Would you return every line of the listing below that has "version" in it?

--*--

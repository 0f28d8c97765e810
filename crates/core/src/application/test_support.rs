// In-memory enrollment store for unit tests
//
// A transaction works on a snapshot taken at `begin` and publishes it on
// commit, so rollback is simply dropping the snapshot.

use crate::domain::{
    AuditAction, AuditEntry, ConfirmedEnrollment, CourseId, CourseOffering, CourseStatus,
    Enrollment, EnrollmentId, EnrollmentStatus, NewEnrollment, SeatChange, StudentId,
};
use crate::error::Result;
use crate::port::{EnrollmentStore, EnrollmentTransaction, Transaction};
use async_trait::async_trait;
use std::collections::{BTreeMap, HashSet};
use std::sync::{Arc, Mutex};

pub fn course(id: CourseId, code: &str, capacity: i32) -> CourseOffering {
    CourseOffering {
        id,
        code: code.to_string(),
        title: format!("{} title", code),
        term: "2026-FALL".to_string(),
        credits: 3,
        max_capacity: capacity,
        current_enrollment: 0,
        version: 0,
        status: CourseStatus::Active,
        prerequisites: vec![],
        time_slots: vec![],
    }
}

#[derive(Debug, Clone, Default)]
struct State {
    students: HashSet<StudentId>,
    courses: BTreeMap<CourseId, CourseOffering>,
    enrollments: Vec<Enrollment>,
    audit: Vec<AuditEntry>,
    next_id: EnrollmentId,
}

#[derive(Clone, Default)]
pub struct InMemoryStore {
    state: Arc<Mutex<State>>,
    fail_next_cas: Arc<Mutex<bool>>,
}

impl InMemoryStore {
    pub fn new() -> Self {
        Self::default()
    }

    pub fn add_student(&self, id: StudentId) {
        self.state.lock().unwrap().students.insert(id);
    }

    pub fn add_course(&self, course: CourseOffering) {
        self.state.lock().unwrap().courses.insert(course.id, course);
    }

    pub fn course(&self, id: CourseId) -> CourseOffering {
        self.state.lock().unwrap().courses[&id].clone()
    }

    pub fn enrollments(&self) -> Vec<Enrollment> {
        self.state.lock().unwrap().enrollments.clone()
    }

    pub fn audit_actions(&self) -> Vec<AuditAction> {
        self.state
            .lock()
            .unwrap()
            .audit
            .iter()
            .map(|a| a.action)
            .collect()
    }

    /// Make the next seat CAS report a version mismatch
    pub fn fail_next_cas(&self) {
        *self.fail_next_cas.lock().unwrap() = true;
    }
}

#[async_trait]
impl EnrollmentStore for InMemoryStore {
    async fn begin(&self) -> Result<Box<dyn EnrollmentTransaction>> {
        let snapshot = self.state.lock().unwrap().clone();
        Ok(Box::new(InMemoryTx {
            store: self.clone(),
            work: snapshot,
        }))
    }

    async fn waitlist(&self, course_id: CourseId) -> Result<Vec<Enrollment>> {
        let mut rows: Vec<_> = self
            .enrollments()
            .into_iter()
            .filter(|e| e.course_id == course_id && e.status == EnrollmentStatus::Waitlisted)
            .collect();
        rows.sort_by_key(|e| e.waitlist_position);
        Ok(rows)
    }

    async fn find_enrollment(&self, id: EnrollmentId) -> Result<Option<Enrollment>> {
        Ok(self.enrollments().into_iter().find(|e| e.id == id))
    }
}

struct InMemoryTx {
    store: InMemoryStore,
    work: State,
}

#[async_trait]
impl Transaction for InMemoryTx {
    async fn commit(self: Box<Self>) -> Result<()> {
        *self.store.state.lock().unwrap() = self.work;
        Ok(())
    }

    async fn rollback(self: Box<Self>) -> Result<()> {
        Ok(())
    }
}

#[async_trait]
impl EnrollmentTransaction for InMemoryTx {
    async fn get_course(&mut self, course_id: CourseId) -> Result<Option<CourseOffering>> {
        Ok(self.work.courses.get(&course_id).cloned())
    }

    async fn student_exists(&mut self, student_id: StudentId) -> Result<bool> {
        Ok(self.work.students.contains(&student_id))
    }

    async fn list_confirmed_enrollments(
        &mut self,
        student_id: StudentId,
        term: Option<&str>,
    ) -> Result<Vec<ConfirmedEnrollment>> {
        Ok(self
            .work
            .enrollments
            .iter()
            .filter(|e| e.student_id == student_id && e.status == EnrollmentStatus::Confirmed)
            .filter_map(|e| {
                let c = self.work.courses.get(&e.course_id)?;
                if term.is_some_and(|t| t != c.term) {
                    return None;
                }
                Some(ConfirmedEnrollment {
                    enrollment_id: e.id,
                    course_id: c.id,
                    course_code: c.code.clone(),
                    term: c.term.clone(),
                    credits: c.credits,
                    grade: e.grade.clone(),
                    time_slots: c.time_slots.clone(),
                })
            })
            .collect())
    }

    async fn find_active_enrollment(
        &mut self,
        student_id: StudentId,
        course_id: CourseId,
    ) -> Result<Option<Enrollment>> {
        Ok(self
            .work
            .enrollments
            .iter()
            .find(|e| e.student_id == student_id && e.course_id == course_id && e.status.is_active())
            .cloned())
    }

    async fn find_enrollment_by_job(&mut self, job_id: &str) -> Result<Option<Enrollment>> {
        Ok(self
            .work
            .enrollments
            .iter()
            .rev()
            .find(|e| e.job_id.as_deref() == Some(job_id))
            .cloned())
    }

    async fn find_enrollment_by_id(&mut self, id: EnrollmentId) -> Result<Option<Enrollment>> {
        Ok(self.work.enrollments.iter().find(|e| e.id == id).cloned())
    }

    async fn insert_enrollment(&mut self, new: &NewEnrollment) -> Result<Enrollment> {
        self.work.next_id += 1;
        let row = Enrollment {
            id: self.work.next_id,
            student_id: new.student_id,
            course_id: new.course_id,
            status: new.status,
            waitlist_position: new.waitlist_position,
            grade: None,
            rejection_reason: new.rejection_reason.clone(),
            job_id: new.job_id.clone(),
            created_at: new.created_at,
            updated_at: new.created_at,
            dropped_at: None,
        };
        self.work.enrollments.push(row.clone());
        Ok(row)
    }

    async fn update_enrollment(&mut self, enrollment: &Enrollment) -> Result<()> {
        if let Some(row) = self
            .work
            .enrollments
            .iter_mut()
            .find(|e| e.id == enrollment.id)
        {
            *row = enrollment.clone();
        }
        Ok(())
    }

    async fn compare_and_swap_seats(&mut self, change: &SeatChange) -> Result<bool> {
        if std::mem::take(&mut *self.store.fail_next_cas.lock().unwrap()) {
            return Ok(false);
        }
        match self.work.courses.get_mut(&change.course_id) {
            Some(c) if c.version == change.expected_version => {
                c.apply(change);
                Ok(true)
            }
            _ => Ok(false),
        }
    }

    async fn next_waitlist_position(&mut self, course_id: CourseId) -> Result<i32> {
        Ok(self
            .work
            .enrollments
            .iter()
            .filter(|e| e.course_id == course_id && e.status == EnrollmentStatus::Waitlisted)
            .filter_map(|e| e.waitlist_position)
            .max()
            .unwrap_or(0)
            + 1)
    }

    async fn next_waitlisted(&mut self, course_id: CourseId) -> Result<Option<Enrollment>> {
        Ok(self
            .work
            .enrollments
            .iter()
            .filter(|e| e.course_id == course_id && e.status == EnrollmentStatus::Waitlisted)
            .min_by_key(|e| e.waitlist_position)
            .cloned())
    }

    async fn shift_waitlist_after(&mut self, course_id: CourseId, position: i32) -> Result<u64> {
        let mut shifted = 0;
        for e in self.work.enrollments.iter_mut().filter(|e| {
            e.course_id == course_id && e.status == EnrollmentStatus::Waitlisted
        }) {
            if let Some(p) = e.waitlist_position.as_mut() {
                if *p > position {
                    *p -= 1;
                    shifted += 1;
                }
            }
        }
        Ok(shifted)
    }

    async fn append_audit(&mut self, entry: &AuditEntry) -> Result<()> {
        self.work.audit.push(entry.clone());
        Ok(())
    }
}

--*--

* _RESPONSE FOR THIS EXERCISE_:
        version: 0,
    /// Make the next seat CAS report a version mismatch
            Some(c) if c.version == change.expected_version => {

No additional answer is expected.